Task to carry out →
Work through the data below line by line and say how many lines hold "deflection"; give only the number.

Data section →
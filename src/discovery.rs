//! Finding devices among the enumerated MIDI ports.

use crate::util::contains_ignore_case;
use crate::{MidiBackend, MidiError};

#[derive(Debug, Copy, Clone, Eq, PartialEq, Hash)]
#[cfg_attr(feature = "serde", derive(serde::Serialize, serde::Deserialize))]
pub enum Direction {
    Input,
    Output,
}

impl std::fmt::Display for Direction {
    fn fmt(&self, f: &mut std::fmt::Formatter<'_>) -> std::fmt::Result {
        match self {
            Self::Input => f.write_str("input"),
            Self::Output => f.write_str("output"),
        }
    }
}

/// An enumerated MIDI port. `index` is the position in the operating system's enumeration and is
/// what the transport binds to.
#[derive(Debug, Clone, Eq, PartialEq, Hash)]
#[cfg_attr(feature = "serde", derive(serde::Serialize, serde::Deserialize))]
pub struct Port {
    pub index: usize,
    pub name: String,
}

/// Indices of the ports whose name contains a keyword, in enumeration order.
///
/// The port list is snapshotted when the iterator is created; matching happens lazily. Clone the
/// iterator before consuming it to walk the matches again.
#[derive(Debug, Clone)]
pub struct PortMatches {
    ports: std::vec::IntoIter<Port>,
    keyword: String,
}

impl Iterator for PortMatches {
    type Item = usize;

    fn next(&mut self) -> Option<usize> {
        let keyword = &self.keyword;
        self.ports
            .by_ref()
            .find(|port| contains_ignore_case(&port.name, keyword))
            .map(|port| port.index)
    }
}

pub fn list_ports(backend: &dyn MidiBackend, direction: Direction) -> Result<Vec<Port>, MidiError> {
    backend.ports(direction)
}

/// Logs every input and output port name at info level.
pub fn log_ports(backend: &dyn MidiBackend) -> Result<(), MidiError> {
    for direction in [Direction::Input, Direction::Output] {
        for port in backend.ports(direction)? {
            log::info!("{} port {}: {}", direction, port.index, port.name);
        }
    }
    Ok(())
}

/// Searches the ports of `direction` for names containing `keyword`, ignoring case.
pub fn find_ports(
    backend: &dyn MidiBackend,
    direction: Direction,
    keyword: &str,
) -> Result<PortMatches, MidiError> {
    Ok(PortMatches {
        ports: backend.ports(direction)?.into_iter(),
        keyword: keyword.to_owned(),
    })
}

/// The index of the `number`-th (0-based) port matching `keyword`.
pub fn nth_port(
    backend: &dyn MidiBackend,
    direction: Direction,
    keyword: &str,
    number: usize,
) -> Result<usize, MidiError> {
    find_ports(backend, direction, keyword)?
        .nth(number)
        .ok_or_else(|| MidiError::DeviceNotFound {
            keyword: keyword.to_owned(),
            number,
            direction,
        })
}
use crate::message::{CONTROL_CHANGE, NOTE_OFF, NOTE_ON};
use crate::{Button, ButtonEvent, InputEvent, RawMessage};

/// Pads report no velocity, presses always carry 127. The cursor buttons (controllers
/// 104..=107) are buttons; every other controller is a knob or a slider.
pub(crate) fn decode(message: &RawMessage) -> Option<InputEvent> {
    let (status, data1, data2) = message.as_short()?;
    let button = Button::Raw(data1);
    let event = match (status, data1) {
        (NOTE_ON, _) => InputEvent::Button(ButtonEvent::press(button, 127)),
        (NOTE_OFF, _) => InputEvent::Button(ButtonEvent::release(button)),
        (CONTROL_CHANGE, 104..=107) if data2 > 0 => {
            InputEvent::Button(ButtonEvent::press(button, data2))
        }
        (CONTROL_CHANGE, 104..=107) => InputEvent::Button(ButtonEvent::release(button)),
        (CONTROL_CHANGE, _) => InputEvent::Potentiometer {
            number: data1,
            value: data2,
        },
        _ => return None,
    };
    Some(event)
}

#[cfg(test)]
mod tests {
    use super::*;

    fn decode_bytes(bytes: &[u8]) -> Option<InputEvent> {
        decode(&RawMessage::from_bytes(bytes))
    }

    #[test]
    fn pads() {
        assert_eq!(
            decode_bytes(&[144, 41, 12]),
            Some(InputEvent::Button(ButtonEvent::press(Button::Raw(41), 127)))
        );
        assert_eq!(
            decode_bytes(&[128, 41, 64]),
            Some(InputEvent::Button(ButtonEvent::release(Button::Raw(41))))
        );
    }

    #[test]
    fn cursor_buttons_and_pots() {
        assert_eq!(
            decode_bytes(&[176, 105, 127]),
            Some(InputEvent::Button(ButtonEvent::press(Button::Raw(105), 127)))
        );
        assert_eq!(
            decode_bytes(&[176, 107, 0]),
            Some(InputEvent::Button(ButtonEvent::release(Button::Raw(107))))
        );
        assert_eq!(
            decode_bytes(&[176, 77, 0]),
            Some(InputEvent::Potentiometer { number: 77, value: 0 })
        );
        assert_eq!(
            decode_bytes(&[176, 108, 99]),
            Some(InputEvent::Potentiometer { number: 108, value: 99 })
        );
    }

    #[test]
    fn every_other_controller_is_a_pot() {
        for number in (0..=127u8).filter(|n| !(104..=107).contains(n)) {
            assert_eq!(
                decode_bytes(&[176, number, 64]),
                Some(InputEvent::Potentiometer { number, value: 64 })
            );
        }
    }

    #[test]
    fn unknown_messages() {
        assert_eq!(decode_bytes(&[160, 1, 1]), None);
        assert_eq!(decode_bytes(&[240, 0, 32, 41, 2, 17, 119, 0, 247]), None);
    }
}
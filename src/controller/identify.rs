//! Best-effort identification of a connected controller from the raw id
//! string the input source reports, plus its button/axis counts.

use tracing::debug;

use super::ControllerModel;

/// Substring patterns checked against the lowercased id, in order. First
/// match wins, so more specific patterns come first.
const ID_PATTERNS: [(&str, ControllerModel); 16] = [
    ("dualsense", ControllerModel::DualSense),
    ("dualshock 3", ControllerModel::DualShock3),
    ("sixaxis", ControllerModel::DualShock3),
    ("dualshock", ControllerModel::DualShock4),
    ("wireless controller", ControllerModel::DualShock4),
    ("xbox 360", ControllerModel::Xbox360),
    ("x-box 360", ControllerModel::Xbox360),
    ("xbox series", ControllerModel::XboxSeries),
    ("xbox one", ControllerModel::XboxOne),
    ("xbox", ControllerModel::XboxOne),
    ("pro controller", ControllerModel::SwitchPro),
    ("joy-con (l)", ControllerModel::JoyConLeft),
    ("joy-con (r)", ControllerModel::JoyConRight),
    ("steam", ControllerModel::SteamController),
    ("wii remote", ControllerModel::WiiRemote),
    ("wiimote", ControllerModel::WiiRemote),
];

/// Identify a controller model from its reported id and input counts.
///
/// The id is matched against known vendor strings first; when that is
/// inconclusive the button/axis counts are compared against the registry.
/// Returns `None` rather than guessing when neither matches.
#[must_use]
pub fn identify(id: &str, buttons: usize, axes: usize) -> Option<ControllerModel> {
    let id = id.to_lowercase();

    for (pattern, model) in ID_PATTERNS {
        if id.contains(pattern) {
            debug!(%id, pattern, model = model.display_name(), "Identified controller by id");
            return Some(model);
        }
    }

    // Fall back to an exact button/axis count match, but only when a single
    // model fits, since many pads share a count.
    let mut candidates = ControllerModel::ALL.into_iter().filter(|model| {
        usize::from(model.button_count()) == buttons && usize::from(model.axis_count()) == axes
    });
    let first = candidates.next();
    if candidates.next().is_some() {
        debug!(%id, buttons, axes, "Ambiguous controller counts, not guessing");
        return None;
    }
    if let Some(model) = first {
        debug!(%id, buttons, axes, model = model.display_name(), "Identified controller by counts");
    }
    first
}

#[cfg(test)]
mod tests {
    use super::*;

    #[test]
    fn test_identify_by_id_string() {
        assert_eq!(
            identify("Sony Interactive DualSense Wireless (054c:0ce6)", 18, 4),
            Some(ControllerModel::DualSense)
        );
        assert_eq!(
            identify("Microsoft Xbox 360 Controller", 17, 4),
            Some(ControllerModel::Xbox360)
        );
        assert_eq!(identify("Nintendo Pro Controller", 18, 4), Some(ControllerModel::SwitchPro));
    }

    #[test]
    fn test_specific_patterns_win_over_generic() {
        // "xbox series" must not fall through to the generic "xbox" pattern
        assert_eq!(
            identify("Xbox Series Wireless Controller", 18, 4),
            Some(ControllerModel::XboxSeries)
        );
        // "dualshock 3" must not be taken for a DualShock 4
        assert_eq!(identify("DUALSHOCK 3 (USB)", 16, 4), Some(ControllerModel::DualShock3));
    }

    #[test]
    fn test_identify_by_counts() {
        // 23 buttons is unique to the Steam Controller
        assert_eq!(identify("Valve product 0x1102", 23, 4), Some(ControllerModel::SteamController));
        // 17/4 is shared by Xbox One and Xbox 360, so counts alone are ambiguous
        assert_eq!(identify("USB Gamepad", 17, 4), None);
    }

    #[test]
    fn test_identify_unknown() {
        assert_eq!(identify("Fight Stick FS-2000", 9, 1), None);
    }
}
//! The action name catalog: which actions can be assigned in each state.
//!
//! Action names are opaque strings to the binding engine; these lists only
//! drive what editors and the CLI offer. Binding a name outside the catalog
//! is always allowed (custom actions register at dispatch time).

use crate::profile::State;
use crate::quick::{SHOW_ACTION, TOGGLE_ACTION};

/// Actions available in every state except dialogs.
pub const COMMON_ACTIONS: &[&str] = &[
    "Add",
    "Back",
    "Browser",
    "Enter",
    "Forward",
    "Fullscreen",
    "Hide Cursor",
    "Main Screen",
    "Overview",
    "Preferences",
    "Quit",
    "Redo",
    "Review",
    "Statistics",
    "Sync",
    "Undo",
    "Volume Down",
    "Volume Up",
    "Click",
    "Secondary Click",
    "Options",
    "Scroll Down",
    "Scroll Up",
    "Select Next",
    "Select Previous",
    "Select",
];

/// Actions specific to reviewing cards.
pub const REVIEW_ACTIONS: &[&str] = &[
    "Again",
    "Audio -5s",
    "Audio +5s",
    "Bury Card",
    "Bury Note",
    "Card Info",
    "Delete Note",
    "Easy",
    "Edit Note",
    "Flag",
    "Flip Card",
    "Good",
    "Hard",
    "Mark Note",
    "Pause Audio",
    "Record Voice",
    "Previous Card Info",
    "Replay Audio",
    "Replay Voice",
    "Set Due Date",
    "Suspend Card",
    "Suspend Note",
];

const DECK_ACTIONS: &[&str] = &[
    "Check Database",
    "Check Media",
    "Collapse/Expand",
    "Empty Cards",
    "Manage Note Types",
    "Next Deck",
    "Next Due Deck",
    "Previous Deck",
    "Previous Due Deck",
    "Study Deck",
];

const OVERVIEW_ACTIONS: &[&str] = &[
    "Collapse/Expand",
    "Empty",
    "Filter",
    "Next Deck",
    "Next Due Deck",
    "Previous Deck",
    "Previous Due Deck",
    "Rebuild",
    "Custom Study",
];

const MAINTENANCE_ACTIONS: &[&str] =
    &["Check Database", "Check Media", "Empty Cards", "Manage Note Types", "Study Deck"];

/// Dialogs accept a reduced set of window and navigation actions.
const DIALOG_ACTIONS: &[&str] = &[
    "",
    "Enter",
    "Fullscreen",
    "Hide Cursor",
    "Quit",
    "Redo",
    "Undo",
    "Volume Down",
    "Volume Up",
    "Click",
    "Secondary Click",
    "Select Next",
    "Select Previous",
    "Select",
    "Focus Main Window",
    "Switch Window",
    "Escape",
    "Up",
    "Down",
    "Up by 10",
    "Down by 10",
    "Scroll Up",
    "Scroll Down",
];

/// All action names assignable in a state, the empty "no action" entry
/// first.
#[must_use]
pub fn actions_for_state(state: State) -> Vec<&'static str> {
    let mut actions: Vec<&'static str> = vec![""];
    match state {
        State::All => {
            actions.extend_from_slice(COMMON_ACTIONS);
            actions.extend_from_slice(MAINTENANCE_ACTIONS);
        }
        State::DeckBrowser => {
            actions.extend_from_slice(COMMON_ACTIONS);
            actions.extend_from_slice(DECK_ACTIONS);
        }
        State::Overview => {
            actions.extend_from_slice(COMMON_ACTIONS);
            actions.extend_from_slice(OVERVIEW_ACTIONS);
        }
        State::Review | State::Question | State::Answer => {
            actions.extend_from_slice(COMMON_ACTIONS);
            actions.extend_from_slice(REVIEW_ACTIONS);
        }
        State::Dialog => return DIALOG_ACTIONS.to_vec(),
    }
    actions.push(TOGGLE_ACTION);
    actions.push(SHOW_ACTION);
    actions
}

/// Action names offered for a state's quick-select menu.
#[must_use]
pub fn quick_select_actions(state: State) -> &'static [&'static str] {
    match state {
        State::Review | State::Question | State::Answer => REVIEW_ACTIONS,
        State::DeckBrowser => DECK_ACTIONS,
        State::Overview => OVERVIEW_ACTIONS,
        State::All | State::Dialog => &[],
    }
}
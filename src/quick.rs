//! Quick-select menu model.
//!
//! A radial menu of per-state actions driven by stick direction or D-pad,
//! data only: rendering belongs to the host. Two reserved action names open
//! and close the menu from ordinary bindings; the session layer intercepts
//! them before dispatch.

use tracing::debug;

use crate::profile::{QuickSelect, State};

/// Reserved action name: toggle the quick-select menu.
pub const TOGGLE_ACTION: &str = "Toggle Quick Select";

/// Reserved action name: show the menu while held, act on release.
pub const SHOW_ACTION: &str = "Show Quick Select";

/// Minimum stick deflection for a selection to register.
const SELECT_DEADZONE: f32 = 0.5;

/// Selection state for the quick-select menu.
#[derive(Debug, Clone)]
pub struct QuickSelectMenu {
    config: QuickSelect,
    entries: Vec<String>,
    selected: Option<usize>,
    state: Option<State>,
}

impl QuickSelectMenu {
    #[must_use]
    pub fn new(config: QuickSelect) -> Self {
        Self { config, entries: Vec::new(), selected: None, state: None }
    }

    /// The menu configuration in use.
    #[must_use]
    pub const fn config(&self) -> &QuickSelect {
        &self.config
    }

    /// Open the menu for a state. Returns false (and stays closed) when the
    /// state has no quick-select actions configured.
    pub fn open(&mut self, state: State) -> bool {
        let entries = self.config.actions_for(state);
        if entries.is_empty() {
            debug!(%state, "No quick-select actions for state");
            return false;
        }
        self.entries = entries.to_vec();
        self.selected = None;
        self.state = Some(state);
        debug!(%state, entries = self.entries.len(), "Quick-select menu opened");
        true
    }

    /// Close the menu, returning the selected action when `take_action` is
    /// set and something was selected.
    pub fn close(&mut self, take_action: bool) -> Option<String> {
        let action = if take_action {
            self.selected.and_then(|index| self.entries.get(index).cloned())
        } else {
            None
        };
        self.entries.clear();
        self.selected = None;
        self.state = None;
        if let Some(ref name) = action {
            debug!(action = %name, "Quick-select menu closed with selection");
        }
        action
    }

    #[must_use]
    pub const fn is_shown(&self) -> bool {
        self.state.is_some()
    }

    /// The state the menu is open for.
    #[must_use]
    pub const fn state(&self) -> Option<State> {
        self.state
    }

    /// The actions on display.
    #[must_use]
    pub fn entries(&self) -> &[String] {
        &self.entries
    }

    /// Currently selected action, if any.
    #[must_use]
    pub fn selected_action(&self) -> Option<&str> {
        self.selected.and_then(|index| self.entries.get(index)).map(String::as_str)
    }

    /// Select by stick direction. Entries are arranged radially, clockwise
    /// from the top; deflection inside the deadzone keeps the previous
    /// selection.
    pub fn select_with_stick(&mut self, x: f32, y: f32) {
        if !self.config.select_with_stick || !self.is_shown() {
            return;
        }
        self.select_by_direction(x, y);
    }

    /// Select by D-pad, treating the held directions as a direction vector
    /// into the same radial arrangement as the stick.
    pub fn select_with_dpad(&mut self, up: bool, down: bool, left: bool, right: bool) {
        if !self.config.select_with_dpad || !self.is_shown() {
            return;
        }
        let x = f32::from(u8::from(right)) - f32::from(u8::from(left));
        let y = f32::from(u8::from(down)) - f32::from(u8::from(up));
        self.select_by_direction(x, y);
    }

    fn select_by_direction(&mut self, x: f32, y: f32) {
        if self.entries.is_empty() || x.hypot(y) < SELECT_DEADZONE {
            return;
        }
        // Angle measured clockwise from straight up, one slot per entry
        let angle = x.atan2(-y).rem_euclid(std::f32::consts::TAU);
        let slot = std::f32::consts::TAU / self.entries.len() as f32;
        let index = ((angle / slot).round() as usize) % self.entries.len();
        self.selected = Some(index);
    }
}
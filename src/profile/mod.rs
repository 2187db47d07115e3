//! Profile data model: per-state button bindings, modifier layers, axis
//! roles, and quick-select configuration for one controller setup.

use std::collections::BTreeMap;
use std::fmt;
use std::str::FromStr;

use serde::{Deserialize, Serialize};
use tracing::debug;

use crate::controller::{self, ControllerDescriptor, axis_of_button};
use crate::error::{BindingError, PadError, Result};

mod bindings;
pub mod schema;
mod store;

pub use bindings::{
    Bindings, BindingKey, EffectiveAction, INHERITED_SUFFIX, INHERITED_TAG, inherited_label,
    is_inherited_text,
};
pub use store::{ProfileStore, sanitize_name, standard_profile, standard_profile_name};

/// Application modes a binding can target.
///
/// `All` is the default layer every other state inherits from; `Question`
/// and `Answer` additionally inherit from `Review`.
#[derive(Debug, Clone, Copy, PartialEq, Eq, PartialOrd, Ord, Hash, Serialize, Deserialize)]
pub enum State {
    #[serde(rename = "all")]
    All,
    #[serde(rename = "deckBrowser")]
    DeckBrowser,
    #[serde(rename = "overview")]
    Overview,
    #[serde(rename = "review")]
    Review,
    #[serde(rename = "question")]
    Question,
    #[serde(rename = "answer")]
    Answer,
    #[serde(rename = "dialog")]
    Dialog,
}

impl State {
    /// All states, in display order.
    pub const ALL_STATES: [Self; 7] = [
        Self::All,
        Self::DeckBrowser,
        Self::Overview,
        Self::Review,
        Self::Question,
        Self::Answer,
        Self::Dialog,
    ];

    /// Stable identifier used in profile files and on the command line.
    #[must_use]
    pub const fn key(self) -> &'static str {
        match self {
            Self::All => "all",
            Self::DeckBrowser => "deckBrowser",
            Self::Overview => "overview",
            Self::Review => "review",
            Self::Question => "question",
            Self::Answer => "answer",
            Self::Dialog => "dialog",
        }
    }

    /// Human-readable name.
    #[must_use]
    pub const fn display_name(self) -> &'static str {
        match self {
            Self::All => "Default",
            Self::DeckBrowser => "Deck Browser",
            Self::Overview => "Overview",
            Self::Review => "Review",
            Self::Question => "Question",
            Self::Answer => "Answer",
            Self::Dialog => "Dialogs",
        }
    }

    /// Whether this state falls back to the review layer.
    #[must_use]
    pub const fn inherits_review(self) -> bool {
        matches!(self, Self::Question | Self::Answer)
    }
}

Result for this exercise →
2